Historical population
| Census | Pop. | Note | %± |
| 1920 | 173 |  | — |
| 1930 | 184 |  | 6.4% |
| 1940 | 241 |  | 31.0% |
| 1950 | 206 |  | −14.5% |
| 1960 | 663 |  | 221.8% |
| 1970 | 570 |  | −14.0% |
| 1980 | 530 |  | −7.0% |
| 1990 | 454 |  | −14.3% |
| 2000 | 408 |  | −10.1% |
| 2010 | 552 |  | 35.3% |
| 2020 | 395 |  | −28.4% |
U.S. Decennial Census

===2010 census===
As of the census of 2010, there were 552 people, 228 households, and 131 families residing in the town. The population density was 1226.7 PD/sqmi. There were 282 housing units at an average density of 626.7 /sqmi. The racial makeup of the town was 92.8% White, 0.9% African American, 1.4% Native American, 0.4% Asian, 4.0% from other races, and 0.5% from two or more races. Hispanic or Latino of any race were 6.7% of the population.

There were 228 households, of which 30.7% had children under the age of 18 living with them, 47.8% were married couples living together, 4.4% had a female householder with no husband present, 5.3% had a male householder with no wife present, and 42.5% were non-families. 31.1% of all households were made up of individuals, and 9.7% had someone living alone who was 65 years of age or older. The average household size was 2.42 and the average family size was 3.17.

The median age in the town was 35.8 years. 24.8% of residents were under the age of 18; 5.6% were between the ages of 18 and 24; 30.2% were from 25 to 44; 26.8% were from 45 to 64; and 12.5% were 65 years of age or older. The gender makeup of the town was 54.9% male and 45.1% female.

===2000 census===
As of the census of 2000, there were 408 people, 161 households, and 113 families residing in the town. The population density was 1,055.3 people per square mile (403.9/km^{2}). There were 192 housing units at an average density of 496.6 per square mile (190.1/km^{2}). The racial makeup of the town was 98.53% White, 0.98% Native American, and 0.49% from two or more races.

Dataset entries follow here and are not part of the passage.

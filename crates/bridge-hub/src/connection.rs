use bridge_core::WireMessage;
use std::sync::Arc;
use tokio::sync::{mpsc, watch};
use tracing::warn;

pub const CLOSE_NORMAL: u16 = 1000;
pub const CLOSE_GOING_AWAY: u16 = 1001;
pub const CLOSE_POLICY_VIOLATION: u16 = 1008;

/// Frames queued for a connection's writer task.
#[derive(Debug, Clone)]
pub enum Outbound {
    Message(WireMessage),
    Ping,
    Close { code: u16, reason: String },
}

/// Send/close capability for one transport connection.
///
/// Sends never wait: a full queue means a slow consumer and the message is
/// dropped, which callers treat the same as a closed connection. Closing
/// also raises a flag outside the queue, so a connection stuck behind a full
/// queue still ends.
#[derive(Debug, Clone)]
pub struct ConnectionHandle {
    conn_id: String,
    sender: mpsc::Sender<Outbound>,
    close_tx: Arc<watch::Sender<bool>>,
}

impl ConnectionHandle {
    pub fn new(conn_id: impl Into<String>, sender: mpsc::Sender<Outbound>) -> Self {
        let (close_tx, _) = watch::channel(false);
        Self {
            conn_id: conn_id.into(),
            sender,
            close_tx: Arc::new(close_tx),
        }
    }

    pub fn conn_id(&self) -> &str {
        &self.conn_id
    }

    pub fn send(&self, message: WireMessage) -> bool {
        match self.sender.try_send(Outbound::Message(message)) {
            Ok(()) => true,
            Err(mpsc::error::TrySendError::Full(_)) => {
                warn!(event = "send_backpressure", conn_id = %self.conn_id);
                false
            }
            Err(mpsc::error::TrySendError::Closed(_)) => false,
        }
    }

    /// Returns false once the writer is gone.
    pub fn ping(&self) -> bool {
        !matches!(
            self.sender.try_send(Outbound::Ping),
            Err(mpsc::error::TrySendError::Closed(_))
        )
    }

    pub fn close(&self, code: u16, reason: &str) {
        let queued = self.sender.try_send(Outbound::Close {
            code,
            reason: reason.to_string(),
        });
        if let Err(mpsc::error::TrySendError::Full(_)) = queued {
            warn!(event = "close_frame_dropped", conn_id = %self.conn_id, code, reason);
        }
        self.close_tx.send_replace(true);
    }

    /// True once the writer task is gone.
    pub fn is_closed(&self) -> bool {
        self.sender.is_closed()
    }

    /// True once any holder asked for the connection to close.
    pub fn close_requested(&self) -> bool {
        *self.close_tx.borrow()
    }

    /// Resolves once `close` has been called on any clone of this handle.
    pub async fn closed(&self) {
        let mut rx = self.close_tx.subscribe();
        let _ = rx.wait_for(|closed| *closed).await;
    }
}

#[cfg(test)]
mod tests {
    use super::*;
    use bridge_core::protocol::PingPayload;

    #[test]
    fn send_reports_full_and_closed_queues() {
        let (tx, mut rx) = mpsc::channel(1);
        let handle = ConnectionHandle::new("conn-1", tx);
        assert!(handle.send(WireMessage::Ping(PingPayload { timestamp: 1 })));
        assert!(!handle.send(WireMessage::Ping(PingPayload { timestamp: 2 })));
        assert!(handle.ping(), "a full queue is not a closed connection");

        match rx.try_recv() {
            Ok(Outbound::Message(WireMessage::Ping(payload))) => assert_eq!(payload.timestamp, 1),
            other => panic!("unexpected frame: {other:?}"),
        }
        drop(rx);
        assert!(handle.is_closed());
        assert!(!handle.send(WireMessage::Ping(PingPayload::default())));
        assert!(!handle.ping());
    }

    #[tokio::test]
    async fn close_is_signalled_even_when_queue_is_full() {
        let (tx, _rx) = mpsc::channel(1);
        let handle = ConnectionHandle::new("conn-1", tx);
        let reader = handle.clone();
        assert!(handle.send(WireMessage::Ping(PingPayload { timestamp: 1 })));
        assert!(!reader.close_requested());

        handle.close(CLOSE_GOING_AWAY, "dispatch_failed");
        assert!(reader.close_requested());
        assert!(!reader.is_closed(), "writer is still attached");
        tokio::time::timeout(std::time::Duration::from_secs(1), reader.closed())
            .await
            .expect("close observed");
    }
}
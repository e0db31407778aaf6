/// Depth framebuffer in 2x2-quad tiled layout.
///
/// Each pair of rows is stored as consecutive quads: pixel (x, y) lives at
/// `(y & !1) * width + 2 * (x & !1) + 2 * (y & 1) + (x & 1)`, so one 16-byte
/// load reads the quad (x, y), (x+1, y), (x, y+1), (x+1, y+1).
///
/// Depth is inverted: 0.0 means nothing was drawn, larger values are nearer.
use std::marker::PhantomData;

/// Inclusive pixel rectangle of one binning tile.
#[derive(Copy, Clone, Debug, Eq, PartialEq)]
pub struct TileRect {
    pub x0: usize,
    pub y0: usize,
    pub x1: usize,
    pub y1: usize,
}

impl TileRect {
    #[inline]
    pub fn width(&self) -> usize {
        self.x1 - self.x0 + 1
    }

    #[inline]
    pub fn height(&self) -> usize {
        self.y1 - self.y0 + 1
    }
}

/// Tiled index of pixel (x, y) in a framebuffer `width` pixels wide.
#[inline(always)]
pub fn tiled_index(width: usize, x: usize, y: usize) -> usize {
    (y & !1) * width + 2 * (x & !1) + 2 * (y & 1) + (x & 1)
}

pub struct DepthBuffer {
    width: usize,
    height: usize,
    data: Vec<f32>,
}

impl DepthBuffer {
    pub fn new(width: usize, height: usize) -> Self {
        Self {
            width,
            height,
            data: vec![0.0; width * height],
        }
    }

    #[inline]
    pub fn width(&self) -> usize {
        self.width
    }

    #[inline]
    pub fn height(&self) -> usize {
        self.height
    }

    /// Raw tiled storage.
    #[inline]
    pub fn as_slice(&self) -> &[f32] {
        &self.data
    }

    #[inline]
    pub fn depth_at(&self, x: usize, y: usize) -> f32 {
        self.data[tiled_index(self.width, x, y)]
    }

    /// Row-major copy with row 0 at the bottom of the screen.
    pub fn detiled(&self) -> Vec<f32> {
        let mut out = vec![0.0; self.data.len()];
        self.detile_into(&mut out);
        out
    }

    /// Row-major copy into `out`, flipped vertically.
    pub fn detile_into(&self, out: &mut [f32]) {
        debug_assert_eq!(out.len(), self.data.len());
        for y in 0..self.height {
            let dst = &mut out[(self.height - 1 - y) * self.width..][..self.width];
            for (x, d) in dst.iter_mut().enumerate() {
                *d = self.data[tiled_index(self.width, x, y)];
            }
        }
    }

    /// Shared raw view for parallel per-tile writes.
    pub(crate) fn shared(&mut self) -> SharedDepth<'_> {
        SharedDepth {
            width: self.width,
            ptr: self.data.as_mut_ptr(),
            _buffer: PhantomData,
        }
    }
}

/// Raw view of a [`DepthBuffer`] handed to tile workers.
///
/// Workers own disjoint tiles. Tile origins and sizes are multiples of eight,
/// so the quads a worker touches never belong to another tile.
pub(crate) struct SharedDepth<'a> {
    width: usize,
    ptr: *mut f32,
    _buffer: PhantomData<&'a mut [f32]>,
}

// Safety: every worker writes only inside the tile it claimed from the
// scheduler, and tiles partition the framebuffer.
unsafe impl Send for SharedDepth<'_> {}
unsafe impl Sync for SharedDepth<'_> {}

impl SharedDepth<'_> {
    #[inline(always)]
    pub fn width(&self) -> usize {
        self.width
    }

    /// Pointer to tiled index `index`.
    ///
    /// # Safety
    /// `index` must be inside the buffer and inside the caller's tile.
    #[inline(always)]
    pub unsafe fn at(&self, index: usize) -> *mut f32 {
        self.ptr.add(index)
    }

    /// Zero every pixel of `rect`.
    ///
    /// # Safety
    /// `rect` must be quad-aligned, inside the buffer and owned by the caller.
    pub unsafe fn clear_rect(&self, rect: &TileRect) {
        let quad_row_len = 2 * rect.width();
        for y in (rect.y0..=rect.y1).step_by(2) {
            let start = y * self.width + 2 * rect.x0;
            std::ptr::write_bytes(self.ptr.add(start), 0, quad_row_len);
        }
    }
}

#[cfg(test)]
mod tests {
    use super::*;

    #[test]
    fn quad_lanes_are_consecutive() {
        let w = 16;
        assert_eq!(tiled_index(w, 0, 0), 0);
        assert_eq!(tiled_index(w, 1, 0), 1);
        assert_eq!(tiled_index(w, 0, 1), 2);
        assert_eq!(tiled_index(w, 1, 1), 3);
        assert_eq!(tiled_index(w, 2, 0), 4);
        assert_eq!(tiled_index(w, 0, 2), 2 * w);
        assert_eq!(tiled_index(w, 5, 3), 2 * w + 8 + 2 + 1);
    }

    #[test]
    fn tiled_index_is_a_permutation() {
        let (w, h) = (24, 16);
        let mut seen = vec![false; w * h];
        for y in 0..h {
            for x in 0..w {
                let i = tiled_index(w, x, y);
                assert!(!seen[i], "index {} hit twice", i);
                seen[i] = true;
            }
        }
        assert!(seen.into_iter().all(|s| s));
    }

    #[test]
    fn detile_flips_rows() {
        let (w, h) = (8, 4);
        let mut fb = DepthBuffer::new(w, h);
        for y in 0..h {
            for x in 0..w {
                fb.data[tiled_index(w, x, y)] = (y * 100 + x) as f32;
            }
        }

        let flat = fb.detiled();
        for y in 0..h {
            for x in 0..w {
                assert_eq!(flat[(h - 1 - y) * w + x], (y * 100 + x) as f32);
            }
        }
    }

    #[test]
    fn clear_rect_touches_only_its_tile() {
        let (w, h) = (16, 16);
        let mut fb = DepthBuffer::new(w, h);
        fb.data.fill(1.0);

        let rect = TileRect { x0: 8, y0: 0, x1: 15, y1: 7 };
        unsafe { fb.shared().clear_rect(&rect) };

        for y in 0..h {
            for x in 0..w {
                let inside = x >= 8 && y < 8;
                let expected = if inside { 0.0 } else { 1.0 };
                assert_eq!(fb.depth_at(x, y), expected, "pixel ({}, {})", x, y);
            }
        }
    }
}
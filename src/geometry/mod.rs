/// Geometry helpers shared by occluders and queries: bounding boxes, the
/// viewport transform and a simple indexed occluder mesh.
use glam::{Mat4, Vec3, Vec4};

use crate::occlusion::OccluderMesh;

/// Axis-aligned bounding box in world space.
#[derive(Copy, Clone, Debug, PartialEq)]
pub struct Aabb {
    pub min: Vec3,
    pub max: Vec3,
}

impl Aabb {
    #[inline]
    pub fn new(min: Vec3, max: Vec3) -> Self {
        Self { min, max }
    }

    /// The eight corners, x varying fastest.
    pub fn corners(&self) -> [Vec3; 8] {
        let (lo, hi) = (self.min, self.max);
        std::array::from_fn(|i| {
            Vec3::new(
                if i & 1 == 0 { lo.x } else { hi.x },
                if i & 2 == 0 { lo.y } else { hi.y },
                if i & 4 == 0 { lo.z } else { hi.z },
            )
        })
    }
}

/// Maps normalized device coordinates to pixels with inverted depth.
///
/// x in [-1, 1] goes to [0, width], y is flipped so +1 lands on row 0, and
/// depth becomes `w - z` so that after the divide nearer surfaces are larger.
pub fn viewport_matrix(width: usize, height: usize) -> Mat4 {
    let hw = width as f32 * 0.5;
    let hh = height as f32 * 0.5;
    Mat4::from_cols(
        Vec4::new(hw, 0.0, 0.0, 0.0),
        Vec4::new(0.0, -hh, 0.0, 0.0),
        Vec4::new(0.0, 0.0, -1.0, 0.0),
        Vec4::new(hw, hh, 1.0, 1.0),
    )
}

/// Transform one point and divide by w.
///
/// Points at or behind the eye plane (`w <= 0`) are returned undivided so the
/// binner can see the non-positive w and reject the triangle.
#[inline]
pub fn project_point(m: &Mat4, p: Vec3) -> Vec4 {
    let clip = *m * p.extend(1.0);
    if clip.w > 0.0 {
        let inv_w = 1.0 / clip.w;
        Vec4::new(clip.x * inv_w, clip.y * inv_w, clip.z * inv_w, clip.w)
    } else {
        clip
    }
}

/// Project a batch of positions into `out`, reusing its allocation.
pub fn transform_vertices(positions: &[Vec3], m: &Mat4, out: &mut Vec<Vec4>) {
    out.clear();
    out.reserve(positions.len());
    out.extend(positions.iter().map(|&p| project_point(m, p)));
}

/// An indexed triangle mesh whose vertices are already in screen space.
#[derive(Clone, Debug, Default)]
pub struct TransformedMesh {
    vertices: Vec<Vec4>,
    indices: Vec<u32>,
}

impl TransformedMesh {
    /// Project world-space `positions` with `view_proj_viewport` (model, view,
    /// projection and [`viewport_matrix`] combined). Trailing indices that do
    /// not form a full triangle are ignored.
    pub fn from_world(positions: &[Vec3], indices: &[u32], view_proj_viewport: &Mat4) -> Self {
        let mut vertices = Vec::new();
        transform_vertices(positions, view_proj_viewport, &mut vertices);
        Self {
            vertices,
            indices: indices.to_vec(),
        }
    }

    /// Re-project in place, keeping both allocations.
    pub fn update(&mut self, positions: &[Vec3], view_proj_viewport: &Mat4) {
        transform_vertices(positions, view_proj_viewport, &mut self.vertices);
    }
}

impl OccluderMesh for TransformedMesh {
    #[inline]
    fn num_triangles(&self) -> usize {
        self.indices.len() / 3
    }

    #[inline]
    fn gather_tri(&self, tri: usize) -> [Vec4; 3] {
        let base = tri * 3;
        [
            self.vertices[self.indices[base] as usize],
            self.vertices[self.indices[base + 1] as usize],
            self.vertices[self.indices[base + 2] as usize],
        ]
    }
}
/// Tile rasterizer: integer edge functions, inclusive coverage
/// (`e0 | e1 | e2 >= 0`) and a max-merge into the inverted-depth framebuffer.
///
/// Depth is evaluated directly at every covered pixel as
/// `z0 + e1 * z1 + e2 * z2`, so the scalar and quad paths agree bit for bit.
use crate::config::SimdMode;
use crate::count_add;

use super::binner::BinnedTri;
use super::framebuffer::{tiled_index, SharedDepth, TileRect};
use super::lanes::{F32x4, I32x4};

/// Edge equations and pixel bounds of one triangle clipped to a tile.
struct TriSetup {
    a: [i32; 3],
    b: [i32; 3],
    c: [i32; 3],
    z: [f32; 3],
    start_x: usize,
    start_y: usize,
    end_x: usize,
    end_y: usize,
}

impl TriSetup {
    /// `None` when the triangle's box misses `rect`.
    #[inline]
    fn new(tri: &BinnedTri, rect: &TileRect) -> Option<Self> {
        let x = tri.v.map(|v| v[0] as i32);
        let y = tri.v.map(|v| v[1] as i32);

        let start_x = x[0].min(x[1]).min(x[2]).max(rect.x0 as i32);
        let start_y = y[0].min(y[1]).min(y[2]).max(rect.y0 as i32);
        let end_x = x[0].max(x[1]).max(x[2]).min(rect.x1 as i32);
        let end_y = y[0].max(y[1]).max(y[2]).min(rect.y1 as i32);
        if end_x < start_x || end_y < start_y {
            return None;
        }

        // Edge k is opposite vertex k.
        let a = [y[1] - y[2], y[2] - y[0], y[0] - y[1]];
        let b = [x[2] - x[1], x[0] - x[2], x[1] - x[0]];
        let c = [
            x[1] * y[2] - x[2] * y[1],
            x[2] * y[0] - x[0] * y[2],
            x[0] * y[1] - x[1] * y[0],
        ];

        Some(Self {
            a,
            b,
            c,
            z: tri.z,
            start_x: start_x as usize,
            start_y: start_y as usize,
            end_x: end_x as usize,
            end_y: end_y as usize,
        })
    }

    #[inline(always)]
    fn edge(&self, k: usize, x: i32, y: i32) -> i32 {
        self.a[k] * x + self.b[k] * y + self.c[k]
    }
}

/// Clear `rect` and rasterize `tris` into it, in order.
///
/// # Safety
/// `rect` must be a tile of `fb` (quad-aligned, inside the buffer) that no
/// other thread touches for the duration of the call.
pub(crate) unsafe fn rasterize_tile(
    fb: &SharedDepth<'_>,
    rect: &TileRect,
    tris: &[BinnedTri],
    mode: SimdMode,
) {
    fb.clear_rect(rect);
    count_add!(crate::perf::OCCLUSION_COUNTERS.tiles_rasterized, 1);
    count_add!(crate::perf::OCCLUSION_COUNTERS.triangles_rasterized, tris.len());

    match mode {
        SimdMode::Scalar => {
            for tri in tris {
                if let Some(setup) = TriSetup::new(tri, rect) {
                    rasterize_tri_scalar(fb, &setup);
                }
            }
        }
        SimdMode::Lanes4 => {
            for tri in tris {
                if let Some(setup) = TriSetup::new(tri, rect) {
                    rasterize_tri_quads(fb, &setup);
                }
            }
        }
    }
}

/// One pixel per step over the clipped bounding box.
unsafe fn rasterize_tri_scalar(fb: &SharedDepth<'_>, t: &TriSetup) {
    let width = fb.width();
    let [z0, z1, z2] = t.z;

    for y in t.start_y..=t.end_y {
        let mut e0 = t.edge(0, t.start_x as i32, y as i32);
        let mut e1 = t.edge(1, t.start_x as i32, y as i32);
        let mut e2 = t.edge(2, t.start_x as i32, y as i32);

        for x in t.start_x..=t.end_x {
            if (e0 | e1 | e2) >= 0 {
                let depth = z0 + e1 as f32 * z1 + e2 as f32 * z2;
                let dst = fb.at(tiled_index(width, x, y));
                let prev = *dst;
                *dst = if depth > prev { depth } else { prev };
            }
            e0 += t.a[0];
            e1 += t.a[1];
            e2 += t.a[2];
        }
    }

    count_add!(
        crate::perf::OCCLUSION_COUNTERS.pixels_tested,
        (t.end_x - t.start_x + 1) * (t.end_y - t.start_y + 1)
    );
}

/// One 2x2 quad per step. The box is widened to even coordinates so every
/// step is one 4-wide load and store.
unsafe fn rasterize_tri_quads(fb: &SharedDepth<'_>, t: &TriSetup) {
    let width = fb.width();
    let start_x = t.start_x & !1;
    let start_y = t.start_y & !1;

    // Lane order (x, y), (x+1, y), (x, y+1), (x+1, y+1).
    let lane_x = I32x4::from_array([0, 1, 0, 1]) + I32x4::splat(start_x as i32);
    let lane_y = I32x4::from_array([0, 0, 1, 1]) + I32x4::splat(start_y as i32);

    let mut row = [I32x4::splat(0); 3];
    let mut step_x = [I32x4::splat(0); 3];
    let mut step_y = [I32x4::splat(0); 3];
    for k in 0..3 {
        let a = I32x4::splat(t.a[k]);
        let b = I32x4::splat(t.b[k]);
        row[k] = a * lane_x + b * lane_y + I32x4::splat(t.c[k]);
        step_x[k] = a + a;
        step_y[k] = b + b;
    }

    let z0 = F32x4::splat(t.z[0]);
    let z1 = F32x4::splat(t.z[1]);
    let z2 = F32x4::splat(t.z[2]);

    let mut y = start_y;
    while y <= t.end_y {
        let mut e = row;
        let mut index = y * width + 2 * start_x;
        let mut x = start_x;
        while x <= t.end_x {
            let outside = e[0] | e[1] | e[2];
            let depth = z0 + e[1].to_f32() * z1 + e[2].to_f32() * z2;

            let dst = fb.at(index);
            let prev = F32x4::load_ptr(dst);
            let merged = F32x4::select_negative(outside, prev, depth.max(prev));
            merged.store_ptr(dst);

            for k in 0..3 {
                e[k] = e[k] + step_x[k];
            }
            index += 4;
            x += 2;
        }

        for k in 0..3 {
            row[k] = row[k] + step_y[k];
        }
        y += 2;
    }

    count_add!(
        crate::perf::OCCLUSION_COUNTERS.quads_tested,
        ((t.end_x - start_x) / 2 + 1) * ((t.end_y - start_y) / 2 + 1)
    );
}

#[cfg(test)]
mod tests {
    use super::*;
    use crate::occlusion::framebuffer::DepthBuffer;

    fn binned(v: [[i16; 2]; 3], z: f32) -> BinnedTri {
        BinnedTri { v, z: [z, 0.0, 0.0] }
    }

    fn render(w: usize, h: usize, tris: &[BinnedTri], mode: SimdMode) -> DepthBuffer {
        let mut depth = DepthBuffer::new(w, h);
        let rect = TileRect { x0: 0, y0: 0, x1: w - 1, y1: h - 1 };
        unsafe { rasterize_tile(&depth.shared(), &rect, tris, mode) };
        depth
    }

    #[test]
    fn covers_edges_inclusively() {
        let tri = binned([[0, 0], [4, 0], [0, 4]], 0.5);
        for mode in [SimdMode::Scalar, SimdMode::Lanes4] {
            let depth = render(8, 8, &[tri], mode);
            for y in 0..8 {
                for x in 0..8 {
                    let expected = if x + y <= 4 { 0.5 } else { 0.0 };
                    assert_eq!(depth.depth_at(x, y), expected, "{:?} at ({}, {})", mode, x, y);
                }
            }
        }
    }

    #[test]
    fn nearer_depth_wins_regardless_of_order() {
        let far = binned([[0, 0], [16, 0], [0, 16]], 0.25);
        let near = binned([[0, 0], [8, 0], [0, 8]], 0.75);
        for mode in [SimdMode::Scalar, SimdMode::Lanes4] {
            let a = render(16, 16, &[far, near], mode);
            let b = render(16, 16, &[near, far], mode);
            assert_eq!(a.as_slice(), b.as_slice());
            assert_eq!(a.depth_at(2, 2), 0.75);
            assert_eq!(a.depth_at(10, 2), 0.25);
            assert_eq!(a.depth_at(15, 15), 0.0);
        }
    }

    #[test]
    fn depth_plane_interpolates_across_pixels() {
        // z = 0.25 + 0.5 * x / 8 + 0.25 * y / 8 over the triangle.
        let tri = BinnedTri {
            v: [[0, 0], [8, 0], [0, 8]],
            z: [0.25, 0.5 / 64.0, 0.25 / 64.0],
        };
        let depth = render(8, 8, &[tri], SimdMode::Scalar);
        // e1 = 8 * x, e2 = 8 * y at this size.
        assert_eq!(depth.depth_at(4, 0), 0.25 + 32.0 * (0.5 / 64.0));
        assert_eq!(depth.depth_at(0, 4), 0.25 + 32.0 * (0.25 / 64.0));
    }

    #[test]
    fn odd_bounds_and_tile_offsets_agree() {
        let tris = [
            binned([[3, 5], [13, 6], [4, 15]], 0.3),
            binned([[9, 1], [15, 9], [7, 7]], 0.6),
        ];
        let scalar = render(16, 16, &tris, SimdMode::Scalar);
        let quads = render(16, 16, &tris, SimdMode::Lanes4);
        assert_eq!(scalar.as_slice(), quads.as_slice());
    }

    #[test]
    fn triangles_outside_the_tile_are_skipped() {
        let mut depth = DepthBuffer::new(16, 8);
        let right = TileRect { x0: 8, y0: 0, x1: 15, y1: 7 };
        let tri = binned([[0, 0], [4, 0], [0, 4]], 0.9);
        unsafe { rasterize_tile(&depth.shared(), &right, &[tri], SimdMode::Lanes4) };
        assert!(depth.as_slice().iter().all(|&d| d == 0.0));
    }
}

Hispanic or Latino of any race were 1.72% of the population.

There were 161 households, out of which 34.2% had children under the age of 18 living with them, 62.7% were married couples living together, 5.0% had a female householder with no husband present, and 29.8% were non-families. 27.3% of all households were made up of individuals, and 6.8% had someone living alone who was 65 years of age or older. The average household size was 2.53 and the average family size was 3.12.

In the town, the population was spread out, with 28.9% under the age of 18, 6.9% from 18 to 24, 31.4% from 25 to 44, 22.1% from 45 to 64, and 10.8% who were 65 years of age or older. The median age was 37 years. For every 100 females, there were 99.0 males. For every 100 females age 18 and over, there were 102.8 males.

The median income for a household in the town was $36,346, and the median income for a family was $50,833. Males had a median income of $41,964 versus $18,750 for females. The per capita income for the town was $17,647. About 10.2% of families and 11.5% of the population were below the poverty line, including 15.8% of those under age 18 and 3.1% of those age 65 or over.

==Government==
Big Piney has a mayor and town council. Shane Voss is Mayor until 2027. Sierra Banks is Mayor Pro Tem from 2025 to 2029.

==Arts and culture==
Green River Valley Museum focuses on local history. There are seven buildings, each with several exhibits.

July 3rd and 4th the town celebrates Chuckwagon Days. Later in July Big Piney hosts the Sublette County Fair.

==Education==
Public education in the town of Big Piney is provided by Sublette County School District #9. Schools serving the town include Big Piney Elementary School (grades K-5), Big Piney Middle School (grades 6–8), and Big Piney High School (grades 9–12).